— About this task —
What lines of the material below include the string "before"? Copy all of them.

--- Exercise data ---

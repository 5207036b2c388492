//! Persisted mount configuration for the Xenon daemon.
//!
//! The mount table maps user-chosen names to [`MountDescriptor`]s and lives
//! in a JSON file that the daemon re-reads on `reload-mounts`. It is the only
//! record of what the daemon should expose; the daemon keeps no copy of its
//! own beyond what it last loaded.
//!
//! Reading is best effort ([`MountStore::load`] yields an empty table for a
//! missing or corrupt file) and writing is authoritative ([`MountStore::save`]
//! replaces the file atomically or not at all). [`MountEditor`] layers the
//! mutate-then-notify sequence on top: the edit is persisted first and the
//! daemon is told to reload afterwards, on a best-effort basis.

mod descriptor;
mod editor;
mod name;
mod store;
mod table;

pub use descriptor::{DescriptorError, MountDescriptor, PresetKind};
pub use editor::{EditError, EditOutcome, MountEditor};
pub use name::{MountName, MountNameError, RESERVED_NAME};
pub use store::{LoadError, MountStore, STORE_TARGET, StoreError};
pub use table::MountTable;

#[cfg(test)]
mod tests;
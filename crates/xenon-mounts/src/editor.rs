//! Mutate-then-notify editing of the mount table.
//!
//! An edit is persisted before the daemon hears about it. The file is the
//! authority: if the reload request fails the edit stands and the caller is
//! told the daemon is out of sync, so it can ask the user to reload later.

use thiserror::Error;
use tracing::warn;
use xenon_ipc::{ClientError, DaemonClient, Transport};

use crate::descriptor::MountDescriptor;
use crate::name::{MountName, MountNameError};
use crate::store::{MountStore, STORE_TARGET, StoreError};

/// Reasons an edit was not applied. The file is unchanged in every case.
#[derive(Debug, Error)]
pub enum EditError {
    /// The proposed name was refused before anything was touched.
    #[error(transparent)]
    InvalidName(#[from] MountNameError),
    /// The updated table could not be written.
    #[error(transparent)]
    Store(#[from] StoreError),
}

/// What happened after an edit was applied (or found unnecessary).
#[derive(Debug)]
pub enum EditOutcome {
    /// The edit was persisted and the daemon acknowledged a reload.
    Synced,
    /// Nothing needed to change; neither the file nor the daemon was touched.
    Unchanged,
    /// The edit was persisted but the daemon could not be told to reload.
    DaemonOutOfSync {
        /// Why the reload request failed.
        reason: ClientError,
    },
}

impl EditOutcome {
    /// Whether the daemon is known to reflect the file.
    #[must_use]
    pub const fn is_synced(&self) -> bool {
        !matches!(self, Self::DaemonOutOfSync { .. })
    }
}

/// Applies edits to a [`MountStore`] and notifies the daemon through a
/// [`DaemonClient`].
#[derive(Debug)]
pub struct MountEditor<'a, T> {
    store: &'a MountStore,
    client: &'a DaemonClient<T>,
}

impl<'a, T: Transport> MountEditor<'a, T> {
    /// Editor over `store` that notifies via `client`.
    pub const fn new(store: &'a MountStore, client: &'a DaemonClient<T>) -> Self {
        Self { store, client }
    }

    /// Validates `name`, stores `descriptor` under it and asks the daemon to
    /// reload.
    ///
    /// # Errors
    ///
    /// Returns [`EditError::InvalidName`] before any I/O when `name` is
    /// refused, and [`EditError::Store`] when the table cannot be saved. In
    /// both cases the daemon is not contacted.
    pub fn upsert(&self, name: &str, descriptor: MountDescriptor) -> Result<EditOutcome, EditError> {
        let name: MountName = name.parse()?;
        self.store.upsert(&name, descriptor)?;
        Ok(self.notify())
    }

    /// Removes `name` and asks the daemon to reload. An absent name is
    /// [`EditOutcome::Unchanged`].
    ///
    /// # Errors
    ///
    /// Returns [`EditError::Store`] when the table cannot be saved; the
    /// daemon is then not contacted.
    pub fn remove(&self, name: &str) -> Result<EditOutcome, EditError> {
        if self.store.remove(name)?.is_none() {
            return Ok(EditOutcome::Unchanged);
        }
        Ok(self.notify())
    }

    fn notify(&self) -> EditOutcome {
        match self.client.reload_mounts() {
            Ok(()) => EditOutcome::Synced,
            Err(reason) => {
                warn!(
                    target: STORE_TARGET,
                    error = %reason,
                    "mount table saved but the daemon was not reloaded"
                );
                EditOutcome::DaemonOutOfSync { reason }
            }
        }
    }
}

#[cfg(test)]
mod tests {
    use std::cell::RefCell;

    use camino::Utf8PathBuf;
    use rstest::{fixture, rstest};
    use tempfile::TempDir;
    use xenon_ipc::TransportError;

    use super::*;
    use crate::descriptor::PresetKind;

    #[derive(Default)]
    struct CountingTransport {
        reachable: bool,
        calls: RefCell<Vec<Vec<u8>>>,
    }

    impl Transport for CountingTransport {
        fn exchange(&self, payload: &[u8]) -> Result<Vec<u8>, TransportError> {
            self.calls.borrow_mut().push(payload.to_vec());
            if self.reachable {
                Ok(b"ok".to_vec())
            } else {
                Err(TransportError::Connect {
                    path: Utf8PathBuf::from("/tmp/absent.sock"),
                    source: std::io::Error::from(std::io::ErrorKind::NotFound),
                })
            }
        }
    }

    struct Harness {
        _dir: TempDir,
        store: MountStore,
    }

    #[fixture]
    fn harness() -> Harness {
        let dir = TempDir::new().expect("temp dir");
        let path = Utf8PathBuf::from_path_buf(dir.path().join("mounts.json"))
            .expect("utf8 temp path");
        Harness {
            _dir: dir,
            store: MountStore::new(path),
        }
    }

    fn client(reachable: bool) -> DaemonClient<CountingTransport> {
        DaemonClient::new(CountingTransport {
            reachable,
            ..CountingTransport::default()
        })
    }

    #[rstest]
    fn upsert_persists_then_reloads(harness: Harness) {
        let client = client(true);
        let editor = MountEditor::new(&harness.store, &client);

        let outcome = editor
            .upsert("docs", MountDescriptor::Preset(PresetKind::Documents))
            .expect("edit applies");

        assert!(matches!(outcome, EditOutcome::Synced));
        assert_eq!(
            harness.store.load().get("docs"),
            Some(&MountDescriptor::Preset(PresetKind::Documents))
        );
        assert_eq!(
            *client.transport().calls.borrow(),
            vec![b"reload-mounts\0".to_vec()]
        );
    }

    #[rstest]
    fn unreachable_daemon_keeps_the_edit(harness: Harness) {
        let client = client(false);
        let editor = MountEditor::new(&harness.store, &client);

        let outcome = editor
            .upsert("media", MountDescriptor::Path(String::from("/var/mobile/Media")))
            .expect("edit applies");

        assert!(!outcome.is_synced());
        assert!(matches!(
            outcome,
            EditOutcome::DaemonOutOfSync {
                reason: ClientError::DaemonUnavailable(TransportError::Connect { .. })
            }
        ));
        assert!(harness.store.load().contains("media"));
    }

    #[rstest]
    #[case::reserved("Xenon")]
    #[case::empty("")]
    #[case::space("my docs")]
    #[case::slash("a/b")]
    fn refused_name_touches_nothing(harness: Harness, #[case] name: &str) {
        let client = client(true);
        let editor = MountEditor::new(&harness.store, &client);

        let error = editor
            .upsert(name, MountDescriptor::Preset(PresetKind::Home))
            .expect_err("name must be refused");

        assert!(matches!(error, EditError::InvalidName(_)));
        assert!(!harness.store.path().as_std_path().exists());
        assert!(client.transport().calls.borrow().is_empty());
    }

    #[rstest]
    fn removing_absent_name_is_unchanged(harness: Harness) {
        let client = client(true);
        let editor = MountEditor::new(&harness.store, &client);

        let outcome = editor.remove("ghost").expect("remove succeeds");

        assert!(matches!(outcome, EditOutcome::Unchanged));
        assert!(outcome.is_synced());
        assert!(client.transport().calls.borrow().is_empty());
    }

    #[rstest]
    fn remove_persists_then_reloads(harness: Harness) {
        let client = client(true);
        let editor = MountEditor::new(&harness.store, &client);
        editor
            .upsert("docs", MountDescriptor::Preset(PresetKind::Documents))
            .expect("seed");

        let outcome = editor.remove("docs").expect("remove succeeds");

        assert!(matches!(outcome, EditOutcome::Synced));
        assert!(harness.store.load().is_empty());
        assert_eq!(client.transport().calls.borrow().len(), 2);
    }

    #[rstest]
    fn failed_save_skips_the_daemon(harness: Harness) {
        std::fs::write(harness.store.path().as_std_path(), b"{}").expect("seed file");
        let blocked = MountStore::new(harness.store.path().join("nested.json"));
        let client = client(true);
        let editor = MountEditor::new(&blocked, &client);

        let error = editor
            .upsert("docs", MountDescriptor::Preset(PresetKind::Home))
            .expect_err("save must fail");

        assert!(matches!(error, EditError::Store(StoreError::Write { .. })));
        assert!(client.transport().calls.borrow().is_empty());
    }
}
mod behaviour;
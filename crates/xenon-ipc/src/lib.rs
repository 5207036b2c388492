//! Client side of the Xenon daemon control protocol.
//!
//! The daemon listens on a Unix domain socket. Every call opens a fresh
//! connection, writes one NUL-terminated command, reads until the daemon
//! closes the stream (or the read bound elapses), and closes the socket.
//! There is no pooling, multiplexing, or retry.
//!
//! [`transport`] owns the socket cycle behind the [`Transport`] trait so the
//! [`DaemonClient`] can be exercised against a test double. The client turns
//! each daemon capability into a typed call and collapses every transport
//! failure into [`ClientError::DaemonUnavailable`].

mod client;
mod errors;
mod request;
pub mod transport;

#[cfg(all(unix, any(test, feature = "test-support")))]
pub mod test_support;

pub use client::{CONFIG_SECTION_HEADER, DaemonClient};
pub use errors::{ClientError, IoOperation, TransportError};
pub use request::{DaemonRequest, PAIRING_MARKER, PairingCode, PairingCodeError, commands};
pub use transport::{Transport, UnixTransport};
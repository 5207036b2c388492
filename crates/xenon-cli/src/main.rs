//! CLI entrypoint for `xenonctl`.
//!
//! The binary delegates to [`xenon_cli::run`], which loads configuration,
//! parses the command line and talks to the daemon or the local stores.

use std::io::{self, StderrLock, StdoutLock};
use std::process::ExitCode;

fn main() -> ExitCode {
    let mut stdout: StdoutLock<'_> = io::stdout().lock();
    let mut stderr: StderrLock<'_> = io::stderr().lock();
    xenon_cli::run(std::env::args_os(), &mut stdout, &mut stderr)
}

---

— Response to this task —
//! An edit is persisted before the daemon hears about it. The file is the
    /// The proposed name was refused before anything was touched.
    /// Returns [`EditError::InvalidName`] before any I/O when `name` is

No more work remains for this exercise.